EXERCISE DETAILS:
Give back exactly the lines that run from the beginning of the entries to the line containing "not be described", both included, and nothing else.

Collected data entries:
========================

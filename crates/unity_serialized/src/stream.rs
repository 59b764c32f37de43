//! Byte cursors with a byte order chosen at runtime
//!
//! Serialized files declare their byte order in the header, so the metadata and object data can
//! not be described with a fixed endian `binrw` derive. [`EndianReader`] and [`EndianWriter`] read
//! and write fixed width values in the selected order and align relative to an origin, which is
//! the start of the metadata or of the object being decoded.

use binrw::Endian;
use byteorder::{BigEndian, ByteOrder, LittleEndian};
use std::fmt;

use crate::error::Error;

/// A read ran past the end of the available bytes
#[derive(Debug, Copy, Clone, PartialEq, Eq)]
pub struct Underrun {
    /// Position relative to the origin
    pub position: u64,
    /// Bytes the read required
    pub needed: usize,
}

impl fmt::Display for Underrun {
    fn fmt(&self, f: &mut fmt::Formatter<'_>) -> fmt::Result {
        write!(
            f,
            "unexpected end of data at {}, {} bytes needed",
            self.position, self.needed
        )
    }
}

impl From<Underrun> for Error {
    fn from(value: Underrun) -> Self {
        Error::CorruptStructure(value.to_string())
    }
}

/// Result of a cursor read
pub type ReadResult<T> = core::result::Result<T, Underrun>;

macro_rules! read_number {
    ($(#[$meta:meta])* $name:ident, $ty:ty, $read:ident) => {
        $(#[$meta])*
        pub fn $name(&mut self) -> ReadResult<$ty> {
            let bytes = self.read_bytes(std::mem::size_of::<$ty>())?;
            Ok(match self.endian {
                Endian::Big => BigEndian::$read(bytes),
                Endian::Little => LittleEndian::$read(bytes),
            })
        }
    };
}

macro_rules! write_number {
    ($(#[$meta:meta])* $name:ident, $ty:ty, $write:ident) => {
        $(#[$meta])*
        pub fn $name(&mut self, value: $ty) {
            let mut bytes = [0u8; std::mem::size_of::<$ty>()];
            match self.endian {
                Endian::Big => BigEndian::$write(&mut bytes, value),
                Endian::Little => LittleEndian::$write(&mut bytes, value),
            }
            self.buffer.extend_from_slice(&bytes);
        }
    };
}

/// Cursor over a byte slice
#[derive(Debug, Clone)]
pub struct EndianReader<'a> {
    data: &'a [u8],
    position: usize,
    origin: usize,
    endian: Endian,
}

impl<'a> EndianReader<'a> {
    /// Create a reader positioned at the start of `data`
    pub fn new(data: &'a [u8], endian: Endian) -> Self {
        Self {
            data,
            position: 0,
            origin: 0,
            endian,
        }
    }

    /// Byte order used for multi-byte values
    pub fn endian(&self) -> Endian {
        self.endian
    }

    /// Switch the byte order for the following reads
    pub fn set_endian(&mut self, endian: Endian) {
        self.endian = endian;
    }

    /// Absolute position in the underlying slice
    pub fn position(&self) -> usize {
        self.position
    }

    /// Move to an absolute position
    pub fn set_position(&mut self, position: usize) {
        self.position = position;
    }

    /// Position relative to the alignment origin
    pub fn relative_position(&self) -> u64 {
        self.position.saturating_sub(self.origin) as u64
    }

    /// Make the current position the origin for [`EndianReader::align`]
    pub fn set_origin_here(&mut self) {
        self.origin = self.position;
    }

    /// Bytes left after the current position
    pub fn remaining(&self) -> usize {
        self.data.len().saturating_sub(self.position)
    }

    /// The slice the reader walks over
    pub fn data(&self) -> &'a [u8] {
        self.data
    }

    /// Skip forward to the next multiple of `alignment` counted from the origin
    pub fn align(&mut self, alignment: usize) {
        let relative = self.position - self.origin.min(self.position);
        self.position = self.origin + relative.next_multiple_of(alignment);
    }

    /// Take the next `length` bytes
    pub fn read_bytes(&mut self, length: usize) -> ReadResult<&'a [u8]> {
        let end = self.position.checked_add(length);
        match end.and_then(|end| self.data.get(self.position..end)) {
            Some(bytes) => {
                self.position += length;
                Ok(bytes)
            }
            None => Err(Underrun {
                position: self.relative_position(),
                needed: length,
            }),
        }
    }

    /// Take a fixed size array
    pub fn read_array<const N: usize>(&mut self) -> ReadResult<[u8; N]> {
        let mut out = [0u8; N];
        out.copy_from_slice(self.read_bytes(N)?);
        Ok(out)
    }

    /// Read a single byte
    pub fn read_u8(&mut self) -> ReadResult<u8> {
        Ok(self.read_bytes(1)?[0])
    }

    /// Read a single signed byte
    pub fn read_i8(&mut self) -> ReadResult<i8> {
        Ok(self.read_u8()? as i8)
    }

    /// Read a byte as a boolean, any non zero value is true
    pub fn read_bool(&mut self) -> ReadResult<bool> {
        Ok(self.read_u8()? != 0)
    }

    read_number!(read_u16, u16, read_u16);
    read_number!(read_i16, i16, read_i16);
    read_number!(read_u32, u32, read_u32);
    read_number!(read_i32, i32, read_i32);
    read_number!(read_u64, u64, read_u64);
    read_number!(read_i64, i64, read_i64);
    read_number!(read_f32, f32, read_f32);
    read_number!(read_f64, f64, read_f64);

    /// Read bytes up to a null terminator, the terminator is consumed
    pub fn read_cstring(&mut self) -> ReadResult<&'a [u8]> {
        let rest = self.data.get(self.position..).unwrap_or_default();
        match rest.iter().position(|b| *b == 0) {
            Some(length) => {
                self.position += length + 1;
                Ok(&rest[..length])
            }
            None => Err(Underrun {
                position: self.relative_position(),
                needed: rest.len() + 1,
            }),
        }
    }

    /// Read a null terminated string, replacing invalid UTF-8
    pub fn read_cstring_lossy(&mut self) -> ReadResult<String> {
        Ok(String::from_utf8_lossy(self.read_cstring()?).into_owned())
    }

    /// Read a `u32` length prefixed string followed by alignment to 4 bytes
    pub fn read_aligned_string(&mut self) -> ReadResult<String> {
        let length = self.read_u32()? as usize;
        let bytes = self.read_bytes(length)?;
        self.align(4);
        Ok(String::from_utf8_lossy(bytes).into_owned())
    }
}

/// Growable output buffer
#[derive(Debug, Clone)]
pub struct EndianWriter {
    buffer: Vec<u8>,
    origin: usize,
    endian: Endian,
}

impl EndianWriter {
    /// Create an empty writer
    pub fn new(endian: Endian) -> Self {
        Self {
            buffer: Vec::new(),
            origin: 0,
            endian,
        }
    }

    /// Byte order used for multi-byte values
    pub fn endian(&self) -> Endian {
        self.endian
    }

    /// Switch the byte order for the following writes
    pub fn set_endian(&mut self, endian: Endian) {
        self.endian = endian;
    }

    /// Number of bytes written so far
    pub fn position(&self) -> usize {
        self.buffer.len()
    }

    /// Make the current position the origin for [`EndianWriter::align`]
    pub fn set_origin_here(&mut self) {
        self.origin = self.buffer.len();
    }

    /// Pad with zeros to the next multiple of `alignment` counted from the origin
    pub fn align(&mut self, alignment: usize) {
        let relative = self.buffer.len() - self.origin;
        self.buffer
            .resize(self.origin + relative.next_multiple_of(alignment), 0);
    }

    /// Written bytes
    pub fn as_slice(&self) -> &[u8] {
        &self.buffer
    }

    /// Mutable access to the written bytes, for patching sizes
    pub fn as_mut_slice(&mut self) -> &mut [u8] {
        &mut self.buffer
    }

    /// Consume the writer returning the written bytes
    pub fn into_inner(self) -> Vec<u8> {
        self.buffer
    }

    /// Append raw bytes
    pub fn write_bytes(&mut self, bytes: &[u8]) {
        self.buffer.extend_from_slice(bytes);
    }

    /// Write a single byte
    pub fn write_u8(&mut self, value: u8) {
        self.buffer.push(value);
    }

    /// Write a single signed byte
    pub fn write_i8(&mut self, value: i8) {
        self.buffer.push(value as u8);
    }

    /// Write a boolean as one byte
    pub fn write_bool(&mut self, value: bool) {
        self.buffer.push(value as u8);
    }

    write_number!(write_u16, u16, write_u16);
    write_number!(write_i16, i16, write_i16);
    write_number!(write_u32, u32, write_u32);
    write_number!(write_i32, i32, write_i32);
    write_number!(write_u64, u64, write_u64);
    write_number!(write_i64, i64, write_i64);
    write_number!(write_f32, f32, write_f32);
    write_number!(write_f64, f64, write_f64);

    /// Write bytes followed by a null terminator
    pub fn write_cstring(&mut self, value: &[u8]) {
        self.buffer.extend_from_slice(value);
        self.buffer.push(0);
    }

    /// Write a `u32` length prefixed string followed by alignment to 4 bytes
    pub fn write_aligned_string(&mut self, value: &str) {
        self.write_u32(value.len() as u32);
        self.write_bytes(value.as_bytes());
        self.align(4);
    }
}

========================

SOLUTION FOR THIS PROBLEM:
filename crates/unity_serialized/src/stream.rs
repository 59b764c32f37de43
//! Byte cursors with a byte order chosen at runtime
//!
//! Serialized files declare their byte order in the header, so the metadata and object data can
//! not be described with a fixed endian `binrw` derive. [`EndianReader`] and [`EndianWriter`] read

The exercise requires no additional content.